#### [WHAT YOU NEED TO DO]
Look through the material below and copy exactly the lines from the line with "keeper.set_link_session(&LinkSession::Idle).await?;" to the line with "and the relay", those two lines included.

#### [AVAILABLE RECORDS]
+++

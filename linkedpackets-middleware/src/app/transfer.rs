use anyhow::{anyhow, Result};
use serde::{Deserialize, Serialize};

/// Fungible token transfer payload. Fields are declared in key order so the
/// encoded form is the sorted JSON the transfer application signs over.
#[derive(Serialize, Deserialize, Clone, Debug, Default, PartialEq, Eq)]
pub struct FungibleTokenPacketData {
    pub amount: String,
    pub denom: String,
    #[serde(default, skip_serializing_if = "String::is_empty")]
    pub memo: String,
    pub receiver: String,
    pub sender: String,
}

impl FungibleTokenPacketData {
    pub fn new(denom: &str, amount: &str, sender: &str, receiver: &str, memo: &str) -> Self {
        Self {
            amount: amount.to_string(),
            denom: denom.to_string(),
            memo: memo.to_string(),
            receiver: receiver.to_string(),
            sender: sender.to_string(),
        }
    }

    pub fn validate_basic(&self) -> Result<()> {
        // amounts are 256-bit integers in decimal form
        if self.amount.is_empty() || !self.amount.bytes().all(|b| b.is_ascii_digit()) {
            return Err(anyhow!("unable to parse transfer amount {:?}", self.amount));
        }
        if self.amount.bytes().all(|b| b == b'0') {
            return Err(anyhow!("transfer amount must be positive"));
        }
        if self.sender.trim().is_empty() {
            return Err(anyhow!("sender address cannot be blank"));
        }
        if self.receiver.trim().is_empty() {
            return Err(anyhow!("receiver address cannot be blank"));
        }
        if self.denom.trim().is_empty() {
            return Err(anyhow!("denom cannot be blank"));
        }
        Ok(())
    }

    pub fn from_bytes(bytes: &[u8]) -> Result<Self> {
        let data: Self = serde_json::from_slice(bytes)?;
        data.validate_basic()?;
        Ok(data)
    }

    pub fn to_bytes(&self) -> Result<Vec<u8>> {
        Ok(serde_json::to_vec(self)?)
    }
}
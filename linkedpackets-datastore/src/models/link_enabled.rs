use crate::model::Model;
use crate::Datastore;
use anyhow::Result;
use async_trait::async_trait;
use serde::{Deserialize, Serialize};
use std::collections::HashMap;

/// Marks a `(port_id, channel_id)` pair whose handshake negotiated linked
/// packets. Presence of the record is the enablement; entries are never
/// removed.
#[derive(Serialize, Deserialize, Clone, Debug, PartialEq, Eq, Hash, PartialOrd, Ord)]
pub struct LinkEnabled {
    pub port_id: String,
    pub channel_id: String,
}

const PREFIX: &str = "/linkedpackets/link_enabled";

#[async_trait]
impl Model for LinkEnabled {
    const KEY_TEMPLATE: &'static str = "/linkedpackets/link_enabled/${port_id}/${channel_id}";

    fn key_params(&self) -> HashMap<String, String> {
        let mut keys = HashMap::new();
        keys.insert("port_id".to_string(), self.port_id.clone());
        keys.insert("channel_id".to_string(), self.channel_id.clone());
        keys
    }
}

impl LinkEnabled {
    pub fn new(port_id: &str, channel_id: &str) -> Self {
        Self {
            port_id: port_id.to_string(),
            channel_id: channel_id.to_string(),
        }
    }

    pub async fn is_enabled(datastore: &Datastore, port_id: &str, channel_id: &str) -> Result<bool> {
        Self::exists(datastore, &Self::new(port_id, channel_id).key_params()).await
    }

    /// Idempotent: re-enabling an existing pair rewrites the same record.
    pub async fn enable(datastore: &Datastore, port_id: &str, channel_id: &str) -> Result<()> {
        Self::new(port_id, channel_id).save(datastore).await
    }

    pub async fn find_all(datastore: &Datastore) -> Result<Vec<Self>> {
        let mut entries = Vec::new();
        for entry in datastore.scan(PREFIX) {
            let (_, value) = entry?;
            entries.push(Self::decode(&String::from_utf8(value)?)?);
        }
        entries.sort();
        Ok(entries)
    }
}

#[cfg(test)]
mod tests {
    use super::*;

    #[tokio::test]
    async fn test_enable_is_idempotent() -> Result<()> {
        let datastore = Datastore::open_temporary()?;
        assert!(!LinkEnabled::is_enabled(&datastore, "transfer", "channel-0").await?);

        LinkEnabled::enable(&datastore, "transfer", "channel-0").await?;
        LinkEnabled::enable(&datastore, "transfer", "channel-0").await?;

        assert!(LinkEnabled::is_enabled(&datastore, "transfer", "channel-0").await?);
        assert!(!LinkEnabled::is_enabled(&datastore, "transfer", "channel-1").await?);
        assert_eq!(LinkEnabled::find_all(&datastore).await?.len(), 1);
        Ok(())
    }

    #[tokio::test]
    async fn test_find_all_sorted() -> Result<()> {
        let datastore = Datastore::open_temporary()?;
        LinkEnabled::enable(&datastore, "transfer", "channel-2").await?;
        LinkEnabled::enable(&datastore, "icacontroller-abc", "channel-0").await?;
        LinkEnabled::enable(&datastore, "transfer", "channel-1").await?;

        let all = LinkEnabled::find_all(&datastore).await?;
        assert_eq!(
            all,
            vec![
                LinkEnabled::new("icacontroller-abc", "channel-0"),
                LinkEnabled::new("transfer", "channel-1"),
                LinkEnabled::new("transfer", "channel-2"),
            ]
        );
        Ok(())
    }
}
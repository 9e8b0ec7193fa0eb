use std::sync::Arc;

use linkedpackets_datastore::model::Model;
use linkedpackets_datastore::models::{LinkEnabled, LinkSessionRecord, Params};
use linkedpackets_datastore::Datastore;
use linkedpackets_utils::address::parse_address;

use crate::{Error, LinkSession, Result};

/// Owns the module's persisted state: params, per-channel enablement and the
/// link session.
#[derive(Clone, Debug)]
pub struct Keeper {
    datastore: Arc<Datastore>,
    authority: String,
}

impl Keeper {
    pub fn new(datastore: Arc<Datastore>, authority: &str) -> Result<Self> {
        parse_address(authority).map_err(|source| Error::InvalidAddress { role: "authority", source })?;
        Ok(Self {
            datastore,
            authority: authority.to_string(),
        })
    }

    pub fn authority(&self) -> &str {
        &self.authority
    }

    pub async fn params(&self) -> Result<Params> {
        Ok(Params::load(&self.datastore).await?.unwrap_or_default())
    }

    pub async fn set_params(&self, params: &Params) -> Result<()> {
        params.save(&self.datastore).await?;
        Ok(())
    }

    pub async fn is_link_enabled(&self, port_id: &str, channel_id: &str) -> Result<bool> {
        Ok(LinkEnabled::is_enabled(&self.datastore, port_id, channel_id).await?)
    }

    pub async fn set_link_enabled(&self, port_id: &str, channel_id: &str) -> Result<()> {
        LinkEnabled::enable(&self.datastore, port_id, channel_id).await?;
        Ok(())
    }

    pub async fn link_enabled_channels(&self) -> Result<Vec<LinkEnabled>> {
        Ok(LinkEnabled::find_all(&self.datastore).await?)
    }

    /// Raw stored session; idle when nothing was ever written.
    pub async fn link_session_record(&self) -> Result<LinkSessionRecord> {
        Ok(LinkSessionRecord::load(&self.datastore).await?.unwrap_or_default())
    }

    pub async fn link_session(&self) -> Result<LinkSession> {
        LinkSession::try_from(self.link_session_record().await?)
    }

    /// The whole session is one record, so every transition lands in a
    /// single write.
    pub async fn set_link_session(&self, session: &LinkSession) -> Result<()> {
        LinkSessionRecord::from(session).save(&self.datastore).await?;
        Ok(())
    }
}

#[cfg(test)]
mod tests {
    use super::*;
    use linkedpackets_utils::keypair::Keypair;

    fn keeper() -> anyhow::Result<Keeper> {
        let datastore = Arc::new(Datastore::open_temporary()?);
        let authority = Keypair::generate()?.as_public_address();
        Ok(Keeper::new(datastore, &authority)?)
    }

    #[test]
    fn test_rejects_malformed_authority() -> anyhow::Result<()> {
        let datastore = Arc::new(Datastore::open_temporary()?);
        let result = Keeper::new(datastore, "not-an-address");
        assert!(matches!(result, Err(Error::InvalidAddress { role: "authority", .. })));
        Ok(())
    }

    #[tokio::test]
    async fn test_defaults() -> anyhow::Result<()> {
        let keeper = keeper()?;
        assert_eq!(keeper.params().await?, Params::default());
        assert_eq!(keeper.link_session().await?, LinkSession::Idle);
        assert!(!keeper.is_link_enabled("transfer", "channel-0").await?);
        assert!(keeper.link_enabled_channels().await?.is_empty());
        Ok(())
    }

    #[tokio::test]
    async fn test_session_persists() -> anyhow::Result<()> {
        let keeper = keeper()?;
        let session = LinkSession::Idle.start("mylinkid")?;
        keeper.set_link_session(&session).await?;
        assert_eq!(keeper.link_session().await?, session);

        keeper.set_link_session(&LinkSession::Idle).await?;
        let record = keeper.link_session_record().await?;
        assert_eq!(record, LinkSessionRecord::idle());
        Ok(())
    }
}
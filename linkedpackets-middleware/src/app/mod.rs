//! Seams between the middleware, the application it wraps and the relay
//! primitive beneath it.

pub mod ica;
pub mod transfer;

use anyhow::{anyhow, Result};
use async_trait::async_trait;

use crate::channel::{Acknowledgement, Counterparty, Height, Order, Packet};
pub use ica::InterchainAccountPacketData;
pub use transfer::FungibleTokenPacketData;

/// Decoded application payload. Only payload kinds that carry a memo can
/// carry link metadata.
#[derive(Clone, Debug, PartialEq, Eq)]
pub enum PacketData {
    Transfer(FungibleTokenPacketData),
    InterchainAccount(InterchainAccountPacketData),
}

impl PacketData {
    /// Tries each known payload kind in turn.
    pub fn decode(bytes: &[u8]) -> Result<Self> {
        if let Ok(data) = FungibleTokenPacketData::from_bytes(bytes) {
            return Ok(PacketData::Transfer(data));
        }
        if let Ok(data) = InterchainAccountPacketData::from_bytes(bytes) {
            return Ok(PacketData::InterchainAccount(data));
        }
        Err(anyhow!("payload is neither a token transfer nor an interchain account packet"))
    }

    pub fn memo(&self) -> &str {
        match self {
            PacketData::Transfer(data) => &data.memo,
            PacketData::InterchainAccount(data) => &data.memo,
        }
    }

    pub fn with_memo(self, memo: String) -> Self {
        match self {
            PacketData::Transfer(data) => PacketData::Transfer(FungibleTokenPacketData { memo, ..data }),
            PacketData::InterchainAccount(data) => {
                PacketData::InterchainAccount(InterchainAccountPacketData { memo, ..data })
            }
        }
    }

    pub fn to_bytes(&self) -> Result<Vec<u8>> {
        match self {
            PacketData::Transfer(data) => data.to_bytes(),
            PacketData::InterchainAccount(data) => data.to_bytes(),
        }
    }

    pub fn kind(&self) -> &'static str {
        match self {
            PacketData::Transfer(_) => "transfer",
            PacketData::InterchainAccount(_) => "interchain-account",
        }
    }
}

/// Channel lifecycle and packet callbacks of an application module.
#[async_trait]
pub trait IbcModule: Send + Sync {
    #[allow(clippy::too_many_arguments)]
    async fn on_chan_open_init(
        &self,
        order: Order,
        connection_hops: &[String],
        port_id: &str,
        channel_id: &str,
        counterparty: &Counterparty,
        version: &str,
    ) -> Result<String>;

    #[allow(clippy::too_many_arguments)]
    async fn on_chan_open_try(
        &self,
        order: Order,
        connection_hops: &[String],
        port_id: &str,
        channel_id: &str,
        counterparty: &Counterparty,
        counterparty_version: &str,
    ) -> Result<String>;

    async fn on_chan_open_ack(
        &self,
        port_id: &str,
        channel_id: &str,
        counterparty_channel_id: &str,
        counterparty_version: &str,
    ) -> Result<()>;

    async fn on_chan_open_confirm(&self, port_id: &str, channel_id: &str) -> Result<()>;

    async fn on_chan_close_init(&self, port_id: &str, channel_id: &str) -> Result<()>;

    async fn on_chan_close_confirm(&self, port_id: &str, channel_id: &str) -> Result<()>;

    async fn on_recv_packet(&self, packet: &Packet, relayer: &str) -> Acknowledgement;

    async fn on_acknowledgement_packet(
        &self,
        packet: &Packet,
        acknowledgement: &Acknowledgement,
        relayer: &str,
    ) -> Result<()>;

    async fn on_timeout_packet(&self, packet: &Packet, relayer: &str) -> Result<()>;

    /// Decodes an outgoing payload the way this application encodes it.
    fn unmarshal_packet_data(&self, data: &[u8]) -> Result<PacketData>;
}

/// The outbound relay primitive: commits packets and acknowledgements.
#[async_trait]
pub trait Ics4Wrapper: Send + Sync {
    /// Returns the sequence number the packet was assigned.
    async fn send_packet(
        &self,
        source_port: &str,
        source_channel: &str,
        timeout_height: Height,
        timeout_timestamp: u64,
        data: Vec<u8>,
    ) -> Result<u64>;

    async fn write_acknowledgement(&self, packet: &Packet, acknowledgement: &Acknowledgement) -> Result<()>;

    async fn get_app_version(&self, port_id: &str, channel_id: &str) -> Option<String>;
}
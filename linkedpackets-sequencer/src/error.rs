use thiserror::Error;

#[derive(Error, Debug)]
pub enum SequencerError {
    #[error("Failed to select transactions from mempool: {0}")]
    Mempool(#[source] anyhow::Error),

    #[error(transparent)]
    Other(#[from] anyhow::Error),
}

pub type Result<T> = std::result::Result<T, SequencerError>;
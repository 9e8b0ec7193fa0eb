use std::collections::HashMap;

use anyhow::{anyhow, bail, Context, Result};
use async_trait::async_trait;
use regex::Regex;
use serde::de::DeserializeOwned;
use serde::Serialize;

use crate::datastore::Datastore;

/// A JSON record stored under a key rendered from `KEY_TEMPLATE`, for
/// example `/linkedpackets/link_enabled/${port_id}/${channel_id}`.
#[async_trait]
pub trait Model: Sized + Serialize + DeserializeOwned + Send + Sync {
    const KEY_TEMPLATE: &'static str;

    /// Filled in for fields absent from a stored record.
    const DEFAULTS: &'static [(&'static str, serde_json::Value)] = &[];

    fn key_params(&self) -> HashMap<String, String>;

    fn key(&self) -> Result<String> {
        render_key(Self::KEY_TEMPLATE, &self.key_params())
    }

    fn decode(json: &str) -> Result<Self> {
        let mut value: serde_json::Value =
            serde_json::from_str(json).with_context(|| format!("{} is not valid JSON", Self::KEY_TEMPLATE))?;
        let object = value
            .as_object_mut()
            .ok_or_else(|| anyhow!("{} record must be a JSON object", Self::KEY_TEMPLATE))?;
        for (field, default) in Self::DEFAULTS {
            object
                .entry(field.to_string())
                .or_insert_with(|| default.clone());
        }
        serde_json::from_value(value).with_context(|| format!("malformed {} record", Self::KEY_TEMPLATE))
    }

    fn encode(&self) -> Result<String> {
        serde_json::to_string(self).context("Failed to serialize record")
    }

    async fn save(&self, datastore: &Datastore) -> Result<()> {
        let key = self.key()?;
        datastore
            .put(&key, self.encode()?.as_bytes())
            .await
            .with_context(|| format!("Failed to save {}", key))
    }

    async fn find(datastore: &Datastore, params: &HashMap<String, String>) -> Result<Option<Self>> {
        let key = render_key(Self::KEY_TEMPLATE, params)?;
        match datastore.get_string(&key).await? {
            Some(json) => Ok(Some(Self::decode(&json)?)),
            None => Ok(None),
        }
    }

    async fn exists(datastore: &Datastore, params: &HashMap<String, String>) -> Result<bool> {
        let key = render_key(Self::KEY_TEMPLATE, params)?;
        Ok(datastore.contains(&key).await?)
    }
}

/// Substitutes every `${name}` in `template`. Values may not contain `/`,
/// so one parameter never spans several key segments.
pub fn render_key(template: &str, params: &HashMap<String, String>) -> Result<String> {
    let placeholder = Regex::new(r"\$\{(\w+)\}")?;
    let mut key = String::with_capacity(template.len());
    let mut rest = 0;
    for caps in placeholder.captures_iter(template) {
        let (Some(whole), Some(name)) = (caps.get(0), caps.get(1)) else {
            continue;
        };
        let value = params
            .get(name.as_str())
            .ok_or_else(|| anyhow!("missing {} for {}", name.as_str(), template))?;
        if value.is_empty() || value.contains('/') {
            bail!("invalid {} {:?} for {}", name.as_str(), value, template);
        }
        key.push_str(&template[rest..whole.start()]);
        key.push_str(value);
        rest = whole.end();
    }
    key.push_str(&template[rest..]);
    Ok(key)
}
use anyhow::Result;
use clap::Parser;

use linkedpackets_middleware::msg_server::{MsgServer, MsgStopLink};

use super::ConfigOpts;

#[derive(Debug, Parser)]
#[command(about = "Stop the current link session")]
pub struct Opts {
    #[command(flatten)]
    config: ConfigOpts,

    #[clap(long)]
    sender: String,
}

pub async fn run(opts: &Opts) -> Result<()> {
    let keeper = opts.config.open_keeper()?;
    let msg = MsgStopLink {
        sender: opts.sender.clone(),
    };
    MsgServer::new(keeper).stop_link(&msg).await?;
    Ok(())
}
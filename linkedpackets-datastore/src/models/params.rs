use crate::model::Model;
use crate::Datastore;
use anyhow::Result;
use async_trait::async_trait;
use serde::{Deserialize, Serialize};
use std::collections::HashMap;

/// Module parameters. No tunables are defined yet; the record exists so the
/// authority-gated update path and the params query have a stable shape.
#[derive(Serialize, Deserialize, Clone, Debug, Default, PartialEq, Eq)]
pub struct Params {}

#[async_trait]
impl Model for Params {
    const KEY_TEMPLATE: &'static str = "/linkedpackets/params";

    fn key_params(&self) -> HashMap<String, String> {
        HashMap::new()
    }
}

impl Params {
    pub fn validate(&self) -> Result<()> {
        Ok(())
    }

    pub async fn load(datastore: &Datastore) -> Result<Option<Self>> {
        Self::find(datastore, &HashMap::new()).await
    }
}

+++

#### [EXPECTED OUTPUT]
        keeper.set_link_session(&LinkSession::Idle).await?;
        let record = keeper.link_session_record().await?;
        assert_eq!(record, LinkSessionRecord::idle());
        Ok(())
    }
}
filename linkedpackets-middleware/src/app/mod.rs
//! Seams between the middleware, the application it wraps and the relay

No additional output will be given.